Carolina Bookstore, an iconic Cuenca expat institution, changes ownership

Jan 4, 2017 | 4 comments

By David Morrill

According to Lee Dubs, the decision to sell Carolina Bookstore after 11 years was easy. “It was simply time to move on,” he says, adding, “Carol and I are not getting any younger and there are other things we’d like to do.”

Lee and his wife and business partner Carol officially handed over the bookstore keys to the new owner, Stephen Page, on November 23.

Lee Dubs and Stephen Page at Carolina Bookstore.

In many ways, the story of Carolina Bookstore and Carol and Lee Dubs is the story of the Cuenca’s expat community. When they opened the bookstore with an Ecuadorian partner in 2005, there were less than 100 native English-speaking residents living in Cuenca, and most of those were married into Ecuadorian families.

At first, ABC Books, as it was then called, catered to English-speaking tourists visiting Cuenca, as well as the handful of early expat arrivals. Located on the street level of a historic building in El Centro, immediately west of the cathedral, the bookstore grew steadily during its first three years, due in part to the growth in the number of foreign residents.

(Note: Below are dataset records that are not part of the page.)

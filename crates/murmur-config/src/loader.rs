use std::path::Path;

use http::{HeaderName, Method, Uri};

use crate::{AnyOrList, Config};

impl Config {
    /// Load configuration from a TOML file
    ///
    /// Reads the file, expands `{{ env.VAR }}` placeholders, then
    /// deserializes and validates the result.
    ///
    /// # Errors
    ///
    /// Returns an error if the file cannot be read, environment variable
    /// expansion fails, TOML parsing fails, or validation fails
    pub fn load(path: &Path) -> anyhow::Result<Self> {
        let raw = std::fs::read_to_string(path)
            .map_err(|e| anyhow::anyhow!("failed to read config file {}: {e}", path.display()))?;

        Self::parse(&raw)
    }

    /// Parse and validate configuration from TOML text
    ///
    /// # Errors
    ///
    /// Returns an error if expansion, parsing or validation fails
    pub fn parse(raw: &str) -> anyhow::Result<Self> {
        let expanded =
            crate::env::expand_env(raw).map_err(|e| anyhow::anyhow!("config variable expansion failed: {e}"))?;

        let config: Self = toml::from_str(&expanded).map_err(|e| anyhow::anyhow!("failed to parse config: {e}"))?;

        config.validate()?;

        Ok(config)
    }

    /// Validate that the configuration is internally consistent
    ///
    /// # Errors
    ///
    /// Returns an error if the model chain, timeout, artifact bound, CORS
    /// lists or language list is unusable
    pub fn validate(&self) -> anyhow::Result<()> {
        self.validate_model_config()?;
        self.validate_artifact_config()?;
        self.validate_cors_config()?;

        if self.tts.supported_languages.is_empty() {
            anyhow::bail!("tts.supported_languages must list at least one language");
        }

        if !self.server.health.path.starts_with('/') {
            anyhow::bail!("server.health.path must start with '/'");
        }

        Ok(())
    }

    fn validate_model_config(&self) -> anyhow::Result<()> {
        let Some(ref model) = self.tts.model else {
            return Ok(());
        };

        if model.models.is_empty() {
            anyhow::bail!("tts.model.models must list at least one voice model");
        }

        if let Some(ref timeout) = model.timeout {
            let duration = duration_str::parse(timeout)
                .map_err(|e| anyhow::anyhow!("invalid tts.model.timeout '{timeout}': {e}"))?;

            if duration.is_zero() {
                anyhow::bail!("tts.model.timeout must be greater than zero");
            }
        }

        Ok(())
    }

    fn validate_artifact_config(&self) -> anyhow::Result<()> {
        if self.tts.artifacts.max_files == Some(0) {
            anyhow::bail!("tts.artifacts.max_files must be greater than 0");
        }

        Ok(())
    }

    fn validate_cors_config(&self) -> anyhow::Result<()> {
        let cors = &self.server.cors;

        if let AnyOrList::List(ref origins) = cors.origins {
            for origin in origins {
                let valid = origin.parse::<Uri>().is_ok_and(|uri| {
                    uri.scheme().is_some()
                        && uri.authority().is_some()
                        && matches!(uri.path(), "" | "/")
                        && uri.query().is_none()
                });

                if !valid {
                    anyhow::bail!("server.cors.origins: '{origin}' is not an origin like 'https://example.com'");
                }
            }
        }

        if let AnyOrList::List(ref methods) = cors.methods {
            for method in methods {
                method
                    .parse::<Method>()
                    .map_err(|e| anyhow::anyhow!("server.cors.methods: '{method}': {e}"))?;
            }
        }

        if let AnyOrList::List(ref headers) = cors.headers {
            for header in headers {
                header
                    .parse::<HeaderName>()
                    .map_err(|e| anyhow::anyhow!("server.cors.headers: '{header}': {e}"))?;
            }
        }

        Ok(())
    }
}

“Toward the end of our time at the old store, we were beginning to see more expats,” Carol says. “We would ask them where they were from, thinking they were tourists, and they would say that they had moved to Cuenca,” she recalls.

Carol and Lee were making plans to branch off from their partner and establish their own store when fate intervened and rushed the schedule.

A fire broke out on the upper floor of their building in July 2008 and quickly spread to the lower floors. Much of what wasn’t destroyed by fire and smoke, was damaged by water used to fight the blaze. Although the water damage resulted in the loss of several thousand books, thousands more were saved as friends and passers-by helped move inventory out of the building.

Click here, to read the article about the fire.

Within days, Carol found the current store location on Hermano Miguel, a half block from Calle Larga, and changed the name from ABC to Carolina Bookstore.

Carolina Bookstore in 2011.

As Cuenca’s expat community grew from hundreds to thousands, the bookstore expanded to meet the growing demand. Lee and other teachers began offering Spanish classes upstairs and, over the years, taught hundreds of expats. At the same time, Lee taught Cuencano children English.

Downstairs, the growing bookstore served as a defacto community center for expats.

“So many people were asking us for information and advice, sometimes we had to tell them that our business was running a bookstore, not giving out free information,” says Lee.

Click here, to read the article about Lee Dubs.

Turning the page

Besides the personal decision to move on, Lee says the bookstore needed new blood. “Carol and I are very satisfied with how we developed the store but the bookstore business is changing, especially in the area of technology, and this is where Stephen can make a difference and continue to build it.”

Originally from Sandwich in Kent, England, where the local earl invented the sandwich in 1729, Stephen is a seasoned entrepreneur and world traveler at age 36. After dropping out of university, where he was studying Chinese medicine, he worked on a yacht in the Mediterranean, near Cannes, before moving to New Zealand where he started and then sold a business selling specialty baked potatoes.

Bookstore entrance on Hermano Miguel.

His first exposure to the book business came when he returned to Britain and began buying the stock of bookstores that were going out of business. “Most of the owners were old and had not kept up with technology, which is why they failed,” Stephen said. He shipped the books off to Amazon and continues to collect an income from sales.

Even though his motivation was to make money liquidating book stocks, exposure to the business also sparked an interest in the book-selling trade in general and in antique books in particular. “I also began to appreciate the characters associated with bookstores,” he said. “They are genuine, fascinating people.”

Stephen moved to Ecuador with his wife Becci and son Bear in 2014 to work with an international non-profit organization that purchases property and establishes fruit orchards to benefit local communities. The family first lived near one of the projects in Gualaquiza, a four-and-a-half hour drive east of Cuenca. “It was hot there and isolated,” he says, prompting the family’s relocation to higher ground in Cuenca.

In addition to developing the bookstore website, where he hopes to list the store’s entire inventory, Stephen spent most of the recent holidays rearranging the store, expanding display areas, and adding artwork to the walls. Part of the expansion includes the addition of a children’s reading room upstairs. For more information about the changes at Carolina Bookstore, including a change in store hours, click here.

Beyond upgrades to the existing store, Stephen is planning to open a second location in the Ordoñez Lasso area on Cuenca’s westside.